- Requirement: Whenever the word "DataError" shows up in a line of the data, copy that line.

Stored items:
***
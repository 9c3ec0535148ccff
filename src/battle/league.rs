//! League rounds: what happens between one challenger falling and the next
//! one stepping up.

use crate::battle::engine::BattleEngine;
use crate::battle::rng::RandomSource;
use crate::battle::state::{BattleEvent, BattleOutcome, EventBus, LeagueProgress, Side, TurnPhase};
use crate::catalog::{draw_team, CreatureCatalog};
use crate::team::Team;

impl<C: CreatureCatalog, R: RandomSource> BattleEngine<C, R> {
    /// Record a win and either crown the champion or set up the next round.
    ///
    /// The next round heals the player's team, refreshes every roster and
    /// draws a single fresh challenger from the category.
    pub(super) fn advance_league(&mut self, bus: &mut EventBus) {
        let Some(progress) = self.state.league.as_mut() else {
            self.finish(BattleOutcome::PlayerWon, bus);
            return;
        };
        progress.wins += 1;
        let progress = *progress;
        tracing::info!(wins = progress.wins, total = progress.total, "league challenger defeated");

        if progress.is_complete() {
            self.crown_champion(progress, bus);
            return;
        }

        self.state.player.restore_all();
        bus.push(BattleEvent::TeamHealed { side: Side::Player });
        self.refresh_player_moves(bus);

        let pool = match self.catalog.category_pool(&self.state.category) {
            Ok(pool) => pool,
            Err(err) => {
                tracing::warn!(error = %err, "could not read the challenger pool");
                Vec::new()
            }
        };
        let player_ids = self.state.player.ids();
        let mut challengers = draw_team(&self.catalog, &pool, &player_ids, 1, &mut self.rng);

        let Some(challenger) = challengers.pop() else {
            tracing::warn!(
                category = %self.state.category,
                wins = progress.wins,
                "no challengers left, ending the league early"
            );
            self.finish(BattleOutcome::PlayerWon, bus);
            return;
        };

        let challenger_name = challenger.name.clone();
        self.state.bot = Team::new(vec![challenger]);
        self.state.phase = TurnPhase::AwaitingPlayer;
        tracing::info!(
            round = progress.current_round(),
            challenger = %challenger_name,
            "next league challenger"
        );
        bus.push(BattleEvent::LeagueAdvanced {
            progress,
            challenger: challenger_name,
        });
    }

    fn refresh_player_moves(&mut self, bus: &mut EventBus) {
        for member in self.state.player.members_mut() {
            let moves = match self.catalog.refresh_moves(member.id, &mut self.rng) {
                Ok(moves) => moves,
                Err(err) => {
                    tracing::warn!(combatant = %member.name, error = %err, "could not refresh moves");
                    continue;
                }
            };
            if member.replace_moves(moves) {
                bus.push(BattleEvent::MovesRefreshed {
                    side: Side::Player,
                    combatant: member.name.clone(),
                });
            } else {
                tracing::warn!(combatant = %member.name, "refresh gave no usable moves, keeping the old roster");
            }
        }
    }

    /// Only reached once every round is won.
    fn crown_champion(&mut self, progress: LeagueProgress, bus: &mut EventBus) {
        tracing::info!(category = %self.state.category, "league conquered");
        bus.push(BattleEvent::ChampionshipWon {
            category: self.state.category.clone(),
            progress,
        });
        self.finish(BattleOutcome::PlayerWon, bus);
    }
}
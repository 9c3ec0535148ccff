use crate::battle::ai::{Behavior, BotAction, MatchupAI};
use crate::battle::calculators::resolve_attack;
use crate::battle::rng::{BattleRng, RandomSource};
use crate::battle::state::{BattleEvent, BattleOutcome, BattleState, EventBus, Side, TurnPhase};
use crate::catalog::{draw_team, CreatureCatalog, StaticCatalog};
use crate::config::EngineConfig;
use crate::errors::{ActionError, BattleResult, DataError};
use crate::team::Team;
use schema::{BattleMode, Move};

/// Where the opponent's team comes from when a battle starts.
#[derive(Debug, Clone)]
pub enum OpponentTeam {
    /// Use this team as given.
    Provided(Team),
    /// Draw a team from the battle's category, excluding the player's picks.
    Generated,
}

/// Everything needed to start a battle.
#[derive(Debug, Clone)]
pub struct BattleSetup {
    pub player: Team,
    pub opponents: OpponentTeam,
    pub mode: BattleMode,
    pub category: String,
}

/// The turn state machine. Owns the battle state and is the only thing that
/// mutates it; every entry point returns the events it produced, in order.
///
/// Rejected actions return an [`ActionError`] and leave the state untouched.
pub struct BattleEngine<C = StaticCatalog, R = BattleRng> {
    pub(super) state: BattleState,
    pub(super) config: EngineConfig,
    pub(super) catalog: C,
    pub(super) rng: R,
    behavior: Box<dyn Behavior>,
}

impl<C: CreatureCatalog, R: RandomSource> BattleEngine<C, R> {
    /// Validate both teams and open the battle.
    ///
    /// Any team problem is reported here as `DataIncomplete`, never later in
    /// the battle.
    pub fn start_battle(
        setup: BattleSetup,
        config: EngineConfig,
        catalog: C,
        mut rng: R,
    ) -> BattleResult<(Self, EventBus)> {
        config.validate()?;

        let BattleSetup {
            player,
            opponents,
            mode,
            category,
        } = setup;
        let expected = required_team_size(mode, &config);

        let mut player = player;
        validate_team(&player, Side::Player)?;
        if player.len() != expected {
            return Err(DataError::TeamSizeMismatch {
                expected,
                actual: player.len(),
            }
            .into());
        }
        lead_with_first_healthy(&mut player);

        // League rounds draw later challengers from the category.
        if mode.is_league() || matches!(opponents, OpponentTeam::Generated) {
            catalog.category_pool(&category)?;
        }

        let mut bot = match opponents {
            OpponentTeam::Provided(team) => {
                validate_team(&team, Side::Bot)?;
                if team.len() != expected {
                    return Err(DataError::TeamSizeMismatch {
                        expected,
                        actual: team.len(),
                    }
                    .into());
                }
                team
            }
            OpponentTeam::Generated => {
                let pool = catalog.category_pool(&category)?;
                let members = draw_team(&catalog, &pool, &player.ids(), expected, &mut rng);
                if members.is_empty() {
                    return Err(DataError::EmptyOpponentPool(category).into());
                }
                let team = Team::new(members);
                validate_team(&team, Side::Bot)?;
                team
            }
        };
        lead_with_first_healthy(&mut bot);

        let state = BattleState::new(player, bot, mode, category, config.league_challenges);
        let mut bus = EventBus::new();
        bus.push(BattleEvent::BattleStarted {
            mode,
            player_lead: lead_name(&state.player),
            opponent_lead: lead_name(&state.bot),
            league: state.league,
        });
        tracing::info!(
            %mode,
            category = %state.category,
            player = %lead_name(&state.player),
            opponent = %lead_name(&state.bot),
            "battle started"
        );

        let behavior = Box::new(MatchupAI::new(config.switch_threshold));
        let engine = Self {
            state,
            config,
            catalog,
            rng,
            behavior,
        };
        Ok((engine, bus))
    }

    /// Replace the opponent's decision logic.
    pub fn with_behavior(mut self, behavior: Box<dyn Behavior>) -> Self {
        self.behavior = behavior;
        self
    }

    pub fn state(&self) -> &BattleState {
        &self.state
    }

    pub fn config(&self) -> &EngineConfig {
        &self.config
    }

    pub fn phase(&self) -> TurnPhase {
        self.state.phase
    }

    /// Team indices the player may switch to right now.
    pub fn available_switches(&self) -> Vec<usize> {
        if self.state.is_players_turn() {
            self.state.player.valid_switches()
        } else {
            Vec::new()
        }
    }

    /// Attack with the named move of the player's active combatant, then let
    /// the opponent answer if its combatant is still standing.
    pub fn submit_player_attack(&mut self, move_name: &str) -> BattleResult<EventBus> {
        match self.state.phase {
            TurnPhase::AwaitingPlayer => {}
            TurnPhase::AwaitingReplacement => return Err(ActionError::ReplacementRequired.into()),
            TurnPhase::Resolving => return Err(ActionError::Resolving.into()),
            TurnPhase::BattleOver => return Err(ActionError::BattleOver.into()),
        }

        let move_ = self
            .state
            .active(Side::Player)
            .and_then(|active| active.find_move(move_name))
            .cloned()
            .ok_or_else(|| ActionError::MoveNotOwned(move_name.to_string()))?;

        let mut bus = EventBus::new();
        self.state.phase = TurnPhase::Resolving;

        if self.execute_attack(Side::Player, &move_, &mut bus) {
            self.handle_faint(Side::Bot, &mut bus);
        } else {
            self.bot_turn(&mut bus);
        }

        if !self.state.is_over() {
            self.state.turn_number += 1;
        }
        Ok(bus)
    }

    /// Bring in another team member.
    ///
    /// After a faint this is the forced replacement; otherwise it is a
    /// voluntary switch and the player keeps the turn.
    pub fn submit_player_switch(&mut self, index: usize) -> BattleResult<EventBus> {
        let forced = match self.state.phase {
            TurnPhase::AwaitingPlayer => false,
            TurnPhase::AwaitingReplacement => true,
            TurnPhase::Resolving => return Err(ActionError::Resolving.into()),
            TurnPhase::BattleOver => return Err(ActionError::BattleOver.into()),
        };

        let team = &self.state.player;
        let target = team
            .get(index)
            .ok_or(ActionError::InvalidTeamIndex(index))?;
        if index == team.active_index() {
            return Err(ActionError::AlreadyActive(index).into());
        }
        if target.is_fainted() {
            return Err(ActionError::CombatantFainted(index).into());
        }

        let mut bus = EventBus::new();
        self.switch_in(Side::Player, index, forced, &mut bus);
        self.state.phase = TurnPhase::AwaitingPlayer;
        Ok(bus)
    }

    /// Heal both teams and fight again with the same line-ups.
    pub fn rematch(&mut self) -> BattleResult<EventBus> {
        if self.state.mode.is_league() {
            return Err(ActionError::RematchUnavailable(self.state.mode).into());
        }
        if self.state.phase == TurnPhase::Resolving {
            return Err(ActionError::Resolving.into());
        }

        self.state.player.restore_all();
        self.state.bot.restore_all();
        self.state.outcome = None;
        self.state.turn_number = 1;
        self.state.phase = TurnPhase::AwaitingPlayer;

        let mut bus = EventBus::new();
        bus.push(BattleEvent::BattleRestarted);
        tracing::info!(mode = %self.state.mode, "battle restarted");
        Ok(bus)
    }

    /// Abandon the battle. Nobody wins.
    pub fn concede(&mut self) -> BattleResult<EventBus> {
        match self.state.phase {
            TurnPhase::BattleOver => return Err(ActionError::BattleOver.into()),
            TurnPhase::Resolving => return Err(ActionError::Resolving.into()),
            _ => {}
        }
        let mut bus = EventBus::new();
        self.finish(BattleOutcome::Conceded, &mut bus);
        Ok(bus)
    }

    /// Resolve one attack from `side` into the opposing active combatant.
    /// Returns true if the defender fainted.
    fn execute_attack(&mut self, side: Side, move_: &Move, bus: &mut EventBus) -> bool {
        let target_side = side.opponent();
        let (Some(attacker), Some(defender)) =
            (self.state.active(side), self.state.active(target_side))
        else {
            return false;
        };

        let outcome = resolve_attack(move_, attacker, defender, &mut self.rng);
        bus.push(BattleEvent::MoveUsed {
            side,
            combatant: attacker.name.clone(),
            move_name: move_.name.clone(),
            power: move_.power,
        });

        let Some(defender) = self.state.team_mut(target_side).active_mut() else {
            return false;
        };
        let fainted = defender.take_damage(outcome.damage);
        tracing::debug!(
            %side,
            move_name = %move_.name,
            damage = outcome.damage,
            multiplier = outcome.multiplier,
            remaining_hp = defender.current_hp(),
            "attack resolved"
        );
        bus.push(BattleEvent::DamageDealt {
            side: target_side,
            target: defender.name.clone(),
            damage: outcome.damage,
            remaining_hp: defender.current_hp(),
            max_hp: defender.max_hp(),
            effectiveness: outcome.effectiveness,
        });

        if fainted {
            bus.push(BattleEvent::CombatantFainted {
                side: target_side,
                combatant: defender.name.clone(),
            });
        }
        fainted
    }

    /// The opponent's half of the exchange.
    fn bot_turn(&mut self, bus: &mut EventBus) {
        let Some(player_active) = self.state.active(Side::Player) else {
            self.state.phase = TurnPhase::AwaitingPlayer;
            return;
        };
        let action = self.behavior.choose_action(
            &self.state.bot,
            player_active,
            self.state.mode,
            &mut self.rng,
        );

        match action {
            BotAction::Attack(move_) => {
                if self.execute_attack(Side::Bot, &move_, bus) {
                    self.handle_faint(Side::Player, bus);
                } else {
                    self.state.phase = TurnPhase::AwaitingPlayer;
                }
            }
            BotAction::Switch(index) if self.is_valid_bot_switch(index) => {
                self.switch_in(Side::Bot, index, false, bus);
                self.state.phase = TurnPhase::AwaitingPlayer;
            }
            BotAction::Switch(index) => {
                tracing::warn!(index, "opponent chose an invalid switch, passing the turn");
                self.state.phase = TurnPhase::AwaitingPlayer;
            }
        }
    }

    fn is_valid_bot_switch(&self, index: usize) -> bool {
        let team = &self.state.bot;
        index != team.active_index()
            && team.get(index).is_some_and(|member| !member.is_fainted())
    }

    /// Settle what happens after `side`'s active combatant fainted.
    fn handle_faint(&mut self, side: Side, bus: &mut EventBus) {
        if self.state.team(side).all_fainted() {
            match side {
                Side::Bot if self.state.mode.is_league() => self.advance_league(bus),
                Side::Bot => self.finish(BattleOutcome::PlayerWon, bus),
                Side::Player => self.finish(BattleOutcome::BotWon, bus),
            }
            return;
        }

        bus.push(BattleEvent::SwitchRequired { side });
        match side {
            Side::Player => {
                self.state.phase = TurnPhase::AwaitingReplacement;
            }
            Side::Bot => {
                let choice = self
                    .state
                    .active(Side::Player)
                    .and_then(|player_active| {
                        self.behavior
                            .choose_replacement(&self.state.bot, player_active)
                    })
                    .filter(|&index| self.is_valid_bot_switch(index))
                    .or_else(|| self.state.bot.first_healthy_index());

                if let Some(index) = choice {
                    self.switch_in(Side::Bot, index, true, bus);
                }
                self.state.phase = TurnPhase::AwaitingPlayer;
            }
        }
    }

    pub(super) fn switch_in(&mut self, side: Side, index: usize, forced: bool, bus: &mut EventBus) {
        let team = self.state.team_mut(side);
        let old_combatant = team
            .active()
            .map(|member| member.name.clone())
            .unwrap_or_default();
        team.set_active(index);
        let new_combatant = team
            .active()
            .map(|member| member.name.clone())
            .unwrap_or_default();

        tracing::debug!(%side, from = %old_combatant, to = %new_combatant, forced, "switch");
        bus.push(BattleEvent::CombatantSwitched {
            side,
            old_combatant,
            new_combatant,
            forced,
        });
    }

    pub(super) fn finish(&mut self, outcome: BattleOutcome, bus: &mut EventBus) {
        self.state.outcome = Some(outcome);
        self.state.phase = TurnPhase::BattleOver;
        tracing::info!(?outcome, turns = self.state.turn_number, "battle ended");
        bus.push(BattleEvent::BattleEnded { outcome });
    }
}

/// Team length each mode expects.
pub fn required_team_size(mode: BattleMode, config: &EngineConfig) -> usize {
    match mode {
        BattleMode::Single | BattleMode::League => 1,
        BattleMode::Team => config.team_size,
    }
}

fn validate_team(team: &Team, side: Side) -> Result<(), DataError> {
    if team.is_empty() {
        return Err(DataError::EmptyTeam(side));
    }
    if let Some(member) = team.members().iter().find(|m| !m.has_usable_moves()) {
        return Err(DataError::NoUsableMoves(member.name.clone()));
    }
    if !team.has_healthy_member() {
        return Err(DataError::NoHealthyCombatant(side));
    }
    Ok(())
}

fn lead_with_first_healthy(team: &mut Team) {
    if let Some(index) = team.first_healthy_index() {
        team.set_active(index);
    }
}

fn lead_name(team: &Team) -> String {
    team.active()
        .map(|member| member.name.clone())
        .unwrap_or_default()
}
***
- Reply to the task:
use crate::errors::{ActionError, BattleResult, DataError};
            return Err(DataError::TeamSizeMismatch {
                    return Err(DataError::TeamSizeMismatch {
                    return Err(DataError::EmptyOpponentPool(category).into());
fn validate_team(team: &Team, side: Side) -> Result<(), DataError> {
        return Err(DataError::EmptyTeam(side));
        return Err(DataError::NoUsableMoves(member.name.clone()));
        return Err(DataError::NoHealthyCombatant(side));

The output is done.